### MATERIALS PROVIDED
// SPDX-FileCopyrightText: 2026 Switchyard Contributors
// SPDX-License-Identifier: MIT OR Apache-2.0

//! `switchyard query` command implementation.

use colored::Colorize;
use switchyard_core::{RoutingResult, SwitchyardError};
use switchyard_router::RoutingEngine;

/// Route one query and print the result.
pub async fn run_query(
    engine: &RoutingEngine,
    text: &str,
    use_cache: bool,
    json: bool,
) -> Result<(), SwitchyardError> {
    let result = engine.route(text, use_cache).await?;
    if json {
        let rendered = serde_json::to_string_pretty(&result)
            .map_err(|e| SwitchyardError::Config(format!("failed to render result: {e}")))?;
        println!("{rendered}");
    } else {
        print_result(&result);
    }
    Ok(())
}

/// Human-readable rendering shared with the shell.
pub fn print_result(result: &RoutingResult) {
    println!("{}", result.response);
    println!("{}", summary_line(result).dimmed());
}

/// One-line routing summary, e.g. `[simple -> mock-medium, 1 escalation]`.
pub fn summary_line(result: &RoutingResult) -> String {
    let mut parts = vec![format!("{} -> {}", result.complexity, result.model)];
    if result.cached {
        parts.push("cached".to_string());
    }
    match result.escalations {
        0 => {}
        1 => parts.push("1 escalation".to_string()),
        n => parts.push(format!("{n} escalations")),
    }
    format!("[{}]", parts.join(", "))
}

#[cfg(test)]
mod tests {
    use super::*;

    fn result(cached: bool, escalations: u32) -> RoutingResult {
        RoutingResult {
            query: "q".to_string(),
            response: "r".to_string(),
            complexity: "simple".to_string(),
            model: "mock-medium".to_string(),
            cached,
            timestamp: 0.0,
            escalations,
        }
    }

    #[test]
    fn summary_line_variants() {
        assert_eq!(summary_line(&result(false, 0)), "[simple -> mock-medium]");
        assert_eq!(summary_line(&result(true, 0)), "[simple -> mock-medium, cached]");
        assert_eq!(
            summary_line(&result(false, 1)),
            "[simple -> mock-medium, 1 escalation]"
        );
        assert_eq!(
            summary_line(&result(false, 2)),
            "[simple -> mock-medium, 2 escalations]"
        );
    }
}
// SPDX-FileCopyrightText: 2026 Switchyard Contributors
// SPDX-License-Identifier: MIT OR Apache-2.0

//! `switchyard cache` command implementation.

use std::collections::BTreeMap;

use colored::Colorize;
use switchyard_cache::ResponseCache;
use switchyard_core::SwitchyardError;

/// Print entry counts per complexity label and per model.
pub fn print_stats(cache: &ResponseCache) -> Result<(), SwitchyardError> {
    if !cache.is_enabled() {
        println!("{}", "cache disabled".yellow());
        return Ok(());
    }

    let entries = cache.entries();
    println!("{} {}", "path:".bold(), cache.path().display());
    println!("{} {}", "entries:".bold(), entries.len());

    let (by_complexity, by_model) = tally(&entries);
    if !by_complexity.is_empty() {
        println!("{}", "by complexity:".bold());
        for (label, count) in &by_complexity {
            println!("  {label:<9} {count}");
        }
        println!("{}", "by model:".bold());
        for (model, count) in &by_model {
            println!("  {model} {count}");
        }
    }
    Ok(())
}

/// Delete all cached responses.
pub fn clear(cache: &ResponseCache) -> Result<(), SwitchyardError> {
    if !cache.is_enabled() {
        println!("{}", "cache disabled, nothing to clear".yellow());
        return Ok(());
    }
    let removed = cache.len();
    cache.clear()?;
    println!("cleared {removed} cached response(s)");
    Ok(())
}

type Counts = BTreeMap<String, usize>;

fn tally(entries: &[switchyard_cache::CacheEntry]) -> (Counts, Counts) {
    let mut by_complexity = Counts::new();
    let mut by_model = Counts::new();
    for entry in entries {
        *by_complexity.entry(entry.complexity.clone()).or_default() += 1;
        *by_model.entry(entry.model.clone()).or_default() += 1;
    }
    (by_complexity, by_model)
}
* * *
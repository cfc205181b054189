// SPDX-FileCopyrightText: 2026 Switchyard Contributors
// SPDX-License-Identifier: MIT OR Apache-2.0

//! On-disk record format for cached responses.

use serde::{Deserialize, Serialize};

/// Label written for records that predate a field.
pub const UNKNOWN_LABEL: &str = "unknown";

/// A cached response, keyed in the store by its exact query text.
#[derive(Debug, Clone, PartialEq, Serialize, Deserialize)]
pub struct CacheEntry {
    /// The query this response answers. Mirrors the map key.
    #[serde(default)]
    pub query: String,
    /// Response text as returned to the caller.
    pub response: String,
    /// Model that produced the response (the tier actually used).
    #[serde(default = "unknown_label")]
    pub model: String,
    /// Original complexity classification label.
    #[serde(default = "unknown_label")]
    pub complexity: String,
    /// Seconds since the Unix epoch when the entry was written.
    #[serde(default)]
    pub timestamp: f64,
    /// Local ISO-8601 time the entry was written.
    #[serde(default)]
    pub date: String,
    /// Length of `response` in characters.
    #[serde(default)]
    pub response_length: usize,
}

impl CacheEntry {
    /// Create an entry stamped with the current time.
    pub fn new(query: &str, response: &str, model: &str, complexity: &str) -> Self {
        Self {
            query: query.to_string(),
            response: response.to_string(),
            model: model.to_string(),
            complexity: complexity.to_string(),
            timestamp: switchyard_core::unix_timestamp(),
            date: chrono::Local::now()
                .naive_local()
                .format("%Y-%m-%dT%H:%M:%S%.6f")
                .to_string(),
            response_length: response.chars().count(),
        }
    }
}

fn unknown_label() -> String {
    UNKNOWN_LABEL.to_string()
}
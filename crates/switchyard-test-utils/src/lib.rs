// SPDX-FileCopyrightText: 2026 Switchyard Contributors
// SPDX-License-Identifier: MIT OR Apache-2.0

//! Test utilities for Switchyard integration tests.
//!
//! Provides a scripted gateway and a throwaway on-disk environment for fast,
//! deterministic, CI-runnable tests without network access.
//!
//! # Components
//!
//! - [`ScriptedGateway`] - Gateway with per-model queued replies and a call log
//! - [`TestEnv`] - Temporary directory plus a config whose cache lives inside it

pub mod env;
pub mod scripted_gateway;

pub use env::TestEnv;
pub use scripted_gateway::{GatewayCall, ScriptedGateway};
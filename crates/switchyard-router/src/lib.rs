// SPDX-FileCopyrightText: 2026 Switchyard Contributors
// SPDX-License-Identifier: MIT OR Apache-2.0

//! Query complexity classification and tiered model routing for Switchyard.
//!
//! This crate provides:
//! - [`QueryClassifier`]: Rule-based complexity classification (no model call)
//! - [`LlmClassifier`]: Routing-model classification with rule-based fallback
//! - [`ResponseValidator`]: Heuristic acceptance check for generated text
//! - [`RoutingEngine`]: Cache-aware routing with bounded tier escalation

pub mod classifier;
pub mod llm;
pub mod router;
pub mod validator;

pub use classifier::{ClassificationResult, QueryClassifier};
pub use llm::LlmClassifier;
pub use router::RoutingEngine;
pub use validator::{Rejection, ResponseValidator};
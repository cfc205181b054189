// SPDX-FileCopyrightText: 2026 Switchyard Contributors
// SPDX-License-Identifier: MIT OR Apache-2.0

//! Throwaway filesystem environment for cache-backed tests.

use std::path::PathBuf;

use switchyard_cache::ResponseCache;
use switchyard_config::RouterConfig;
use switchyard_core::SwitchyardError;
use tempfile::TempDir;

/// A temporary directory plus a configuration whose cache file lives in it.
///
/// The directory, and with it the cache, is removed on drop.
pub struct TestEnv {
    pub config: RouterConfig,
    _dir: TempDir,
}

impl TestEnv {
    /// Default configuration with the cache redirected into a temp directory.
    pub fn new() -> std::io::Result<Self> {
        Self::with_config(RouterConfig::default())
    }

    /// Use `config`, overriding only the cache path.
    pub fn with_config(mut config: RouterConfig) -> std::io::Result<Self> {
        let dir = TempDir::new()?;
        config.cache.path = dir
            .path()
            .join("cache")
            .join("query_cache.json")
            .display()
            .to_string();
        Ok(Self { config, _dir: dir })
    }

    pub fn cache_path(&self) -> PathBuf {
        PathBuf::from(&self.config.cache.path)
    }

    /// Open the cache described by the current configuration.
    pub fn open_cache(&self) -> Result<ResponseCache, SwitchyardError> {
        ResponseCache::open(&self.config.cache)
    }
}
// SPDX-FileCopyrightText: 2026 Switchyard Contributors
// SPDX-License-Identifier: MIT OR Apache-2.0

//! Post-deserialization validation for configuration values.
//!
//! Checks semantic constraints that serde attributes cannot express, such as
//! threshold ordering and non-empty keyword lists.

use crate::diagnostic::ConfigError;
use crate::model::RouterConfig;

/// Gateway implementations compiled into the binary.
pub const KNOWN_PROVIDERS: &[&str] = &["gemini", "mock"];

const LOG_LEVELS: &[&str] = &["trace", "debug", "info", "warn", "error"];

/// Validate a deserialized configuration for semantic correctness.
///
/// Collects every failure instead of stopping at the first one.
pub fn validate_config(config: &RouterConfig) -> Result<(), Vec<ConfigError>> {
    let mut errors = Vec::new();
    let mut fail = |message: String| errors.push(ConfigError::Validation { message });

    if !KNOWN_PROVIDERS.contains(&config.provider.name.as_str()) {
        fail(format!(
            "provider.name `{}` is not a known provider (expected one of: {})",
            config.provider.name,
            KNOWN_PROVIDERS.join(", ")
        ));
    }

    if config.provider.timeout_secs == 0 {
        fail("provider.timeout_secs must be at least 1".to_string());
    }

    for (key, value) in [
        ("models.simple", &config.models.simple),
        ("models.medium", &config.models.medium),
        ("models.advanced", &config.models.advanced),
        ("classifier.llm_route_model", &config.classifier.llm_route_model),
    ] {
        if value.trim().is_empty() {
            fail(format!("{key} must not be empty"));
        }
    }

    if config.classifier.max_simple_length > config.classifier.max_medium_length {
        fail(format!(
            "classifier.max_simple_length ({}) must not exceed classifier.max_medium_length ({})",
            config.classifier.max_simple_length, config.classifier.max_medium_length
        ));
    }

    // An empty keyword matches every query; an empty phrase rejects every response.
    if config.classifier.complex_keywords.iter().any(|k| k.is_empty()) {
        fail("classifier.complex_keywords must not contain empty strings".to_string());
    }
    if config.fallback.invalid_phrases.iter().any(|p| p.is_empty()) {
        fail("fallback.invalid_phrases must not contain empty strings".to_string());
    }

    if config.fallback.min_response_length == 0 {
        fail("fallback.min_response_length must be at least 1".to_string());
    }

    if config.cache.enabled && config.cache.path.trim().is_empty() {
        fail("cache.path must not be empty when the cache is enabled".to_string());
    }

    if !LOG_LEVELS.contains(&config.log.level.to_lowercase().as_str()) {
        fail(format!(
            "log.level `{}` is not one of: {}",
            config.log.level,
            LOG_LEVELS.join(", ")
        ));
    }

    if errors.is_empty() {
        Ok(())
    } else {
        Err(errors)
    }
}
---
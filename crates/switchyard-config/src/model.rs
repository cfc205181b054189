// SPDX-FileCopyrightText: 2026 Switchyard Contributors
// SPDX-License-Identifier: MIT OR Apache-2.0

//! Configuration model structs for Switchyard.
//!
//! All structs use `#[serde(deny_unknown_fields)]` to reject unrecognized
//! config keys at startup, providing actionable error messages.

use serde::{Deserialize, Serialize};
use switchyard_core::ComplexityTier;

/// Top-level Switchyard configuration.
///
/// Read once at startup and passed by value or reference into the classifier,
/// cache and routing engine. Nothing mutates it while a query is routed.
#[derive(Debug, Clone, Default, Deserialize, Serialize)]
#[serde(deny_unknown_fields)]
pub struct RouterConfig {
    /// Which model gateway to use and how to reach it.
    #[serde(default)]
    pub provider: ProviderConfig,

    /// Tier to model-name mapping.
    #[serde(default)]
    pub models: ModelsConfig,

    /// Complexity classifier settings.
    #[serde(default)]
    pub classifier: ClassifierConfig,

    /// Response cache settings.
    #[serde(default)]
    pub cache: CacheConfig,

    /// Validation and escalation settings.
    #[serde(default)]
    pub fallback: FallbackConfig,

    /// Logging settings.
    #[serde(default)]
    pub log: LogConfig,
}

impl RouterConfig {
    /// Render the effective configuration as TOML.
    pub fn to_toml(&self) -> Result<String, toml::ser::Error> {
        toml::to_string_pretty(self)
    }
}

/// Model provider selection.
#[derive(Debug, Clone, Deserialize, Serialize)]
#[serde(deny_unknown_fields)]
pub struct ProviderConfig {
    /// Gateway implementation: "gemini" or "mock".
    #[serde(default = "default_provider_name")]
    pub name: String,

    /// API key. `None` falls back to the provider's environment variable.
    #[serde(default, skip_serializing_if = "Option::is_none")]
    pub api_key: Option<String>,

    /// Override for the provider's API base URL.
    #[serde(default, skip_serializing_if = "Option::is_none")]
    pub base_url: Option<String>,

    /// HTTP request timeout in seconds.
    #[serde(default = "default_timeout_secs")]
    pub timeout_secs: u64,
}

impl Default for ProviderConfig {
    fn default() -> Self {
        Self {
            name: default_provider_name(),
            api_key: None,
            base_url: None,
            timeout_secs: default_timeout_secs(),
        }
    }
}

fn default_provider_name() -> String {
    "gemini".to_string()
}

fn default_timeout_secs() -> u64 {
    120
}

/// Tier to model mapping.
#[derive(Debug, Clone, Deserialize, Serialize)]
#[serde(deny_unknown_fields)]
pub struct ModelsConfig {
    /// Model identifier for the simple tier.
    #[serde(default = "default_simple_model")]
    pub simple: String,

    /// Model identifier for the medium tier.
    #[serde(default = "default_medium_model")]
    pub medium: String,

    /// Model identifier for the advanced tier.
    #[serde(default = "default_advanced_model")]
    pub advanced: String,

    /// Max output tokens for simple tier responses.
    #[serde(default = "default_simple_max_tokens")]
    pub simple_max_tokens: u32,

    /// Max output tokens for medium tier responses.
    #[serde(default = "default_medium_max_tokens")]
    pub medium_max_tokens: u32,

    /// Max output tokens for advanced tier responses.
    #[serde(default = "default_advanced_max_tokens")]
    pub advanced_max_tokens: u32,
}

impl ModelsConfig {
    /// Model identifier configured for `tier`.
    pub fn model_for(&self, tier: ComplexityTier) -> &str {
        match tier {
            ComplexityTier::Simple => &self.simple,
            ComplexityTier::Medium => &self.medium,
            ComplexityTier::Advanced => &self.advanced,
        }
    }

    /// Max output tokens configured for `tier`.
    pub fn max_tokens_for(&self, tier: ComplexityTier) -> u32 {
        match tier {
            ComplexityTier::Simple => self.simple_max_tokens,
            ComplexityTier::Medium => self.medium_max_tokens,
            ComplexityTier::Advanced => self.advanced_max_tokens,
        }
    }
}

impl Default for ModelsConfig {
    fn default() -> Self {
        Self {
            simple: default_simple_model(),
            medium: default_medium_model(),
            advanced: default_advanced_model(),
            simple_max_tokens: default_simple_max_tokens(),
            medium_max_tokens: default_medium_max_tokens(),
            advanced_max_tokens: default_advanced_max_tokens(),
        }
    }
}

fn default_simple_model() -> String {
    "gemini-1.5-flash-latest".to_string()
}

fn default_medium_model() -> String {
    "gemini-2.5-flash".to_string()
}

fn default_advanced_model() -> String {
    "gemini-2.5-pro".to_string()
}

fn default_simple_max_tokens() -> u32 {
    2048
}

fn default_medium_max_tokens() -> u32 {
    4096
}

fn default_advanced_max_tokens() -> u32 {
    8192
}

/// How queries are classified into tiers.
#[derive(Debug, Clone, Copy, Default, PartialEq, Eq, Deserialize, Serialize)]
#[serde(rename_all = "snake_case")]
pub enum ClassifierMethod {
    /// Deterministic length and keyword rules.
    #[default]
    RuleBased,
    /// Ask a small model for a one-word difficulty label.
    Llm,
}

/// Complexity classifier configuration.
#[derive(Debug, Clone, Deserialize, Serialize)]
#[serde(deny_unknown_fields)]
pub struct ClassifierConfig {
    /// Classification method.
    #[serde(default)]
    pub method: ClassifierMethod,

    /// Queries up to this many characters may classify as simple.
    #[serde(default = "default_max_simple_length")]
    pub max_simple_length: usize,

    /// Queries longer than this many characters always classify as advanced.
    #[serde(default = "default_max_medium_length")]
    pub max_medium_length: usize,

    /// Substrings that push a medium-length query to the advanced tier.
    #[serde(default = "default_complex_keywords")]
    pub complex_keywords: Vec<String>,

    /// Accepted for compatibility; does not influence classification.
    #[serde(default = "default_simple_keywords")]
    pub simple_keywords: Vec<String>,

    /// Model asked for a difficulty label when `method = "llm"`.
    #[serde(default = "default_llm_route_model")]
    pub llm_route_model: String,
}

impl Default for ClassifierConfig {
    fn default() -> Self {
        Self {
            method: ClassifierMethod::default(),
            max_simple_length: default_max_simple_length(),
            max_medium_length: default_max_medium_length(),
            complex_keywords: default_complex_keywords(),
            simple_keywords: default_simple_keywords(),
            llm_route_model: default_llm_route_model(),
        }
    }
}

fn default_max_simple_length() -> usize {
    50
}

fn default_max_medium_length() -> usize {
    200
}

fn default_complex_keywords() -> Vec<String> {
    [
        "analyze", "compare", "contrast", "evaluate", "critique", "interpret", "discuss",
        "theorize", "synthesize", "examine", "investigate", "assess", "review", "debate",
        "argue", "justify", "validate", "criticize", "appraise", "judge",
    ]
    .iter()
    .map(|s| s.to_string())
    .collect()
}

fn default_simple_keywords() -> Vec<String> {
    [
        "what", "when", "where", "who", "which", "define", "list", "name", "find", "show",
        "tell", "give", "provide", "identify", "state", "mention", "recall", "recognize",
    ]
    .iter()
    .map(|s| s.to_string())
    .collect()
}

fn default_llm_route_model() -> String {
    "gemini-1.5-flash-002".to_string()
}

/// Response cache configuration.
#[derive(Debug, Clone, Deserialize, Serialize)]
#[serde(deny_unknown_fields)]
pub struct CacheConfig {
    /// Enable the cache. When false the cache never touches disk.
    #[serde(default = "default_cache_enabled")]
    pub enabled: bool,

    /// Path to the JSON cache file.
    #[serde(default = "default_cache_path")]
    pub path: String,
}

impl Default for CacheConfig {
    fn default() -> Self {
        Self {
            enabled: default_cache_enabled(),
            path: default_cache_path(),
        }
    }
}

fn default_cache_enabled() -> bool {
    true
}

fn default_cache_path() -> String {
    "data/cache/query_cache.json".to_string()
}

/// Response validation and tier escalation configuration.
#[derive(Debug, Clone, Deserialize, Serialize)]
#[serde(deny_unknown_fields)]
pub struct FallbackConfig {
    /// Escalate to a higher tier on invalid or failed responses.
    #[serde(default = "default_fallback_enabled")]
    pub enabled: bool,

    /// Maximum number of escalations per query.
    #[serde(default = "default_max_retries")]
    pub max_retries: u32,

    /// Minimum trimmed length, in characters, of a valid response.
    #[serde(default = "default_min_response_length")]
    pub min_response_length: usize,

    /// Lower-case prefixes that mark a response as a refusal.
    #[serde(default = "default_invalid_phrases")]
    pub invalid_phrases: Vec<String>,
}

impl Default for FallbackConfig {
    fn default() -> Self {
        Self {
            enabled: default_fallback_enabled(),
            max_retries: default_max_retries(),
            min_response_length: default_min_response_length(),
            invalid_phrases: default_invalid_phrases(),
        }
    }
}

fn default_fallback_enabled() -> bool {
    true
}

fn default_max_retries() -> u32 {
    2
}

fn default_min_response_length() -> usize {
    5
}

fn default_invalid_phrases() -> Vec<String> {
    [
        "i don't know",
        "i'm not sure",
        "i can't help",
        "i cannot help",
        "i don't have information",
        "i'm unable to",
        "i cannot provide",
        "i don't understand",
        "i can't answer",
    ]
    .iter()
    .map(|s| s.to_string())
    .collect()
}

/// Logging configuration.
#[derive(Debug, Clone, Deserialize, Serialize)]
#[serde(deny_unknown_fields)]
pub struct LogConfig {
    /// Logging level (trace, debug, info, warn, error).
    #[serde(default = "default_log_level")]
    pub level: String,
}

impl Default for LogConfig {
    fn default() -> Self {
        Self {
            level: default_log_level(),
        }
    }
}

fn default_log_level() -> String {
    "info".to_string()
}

### ASSIGNED TASK
Whenever the word "Option" shows up in a line of the entries, list that line.

### ANSWER SECTION
    #[serde(default, skip_serializing_if = "Option::is_none")]
    pub api_key: Option<String>,
    #[serde(default, skip_serializing_if = "Option::is_none")]
    pub base_url: Option<String>,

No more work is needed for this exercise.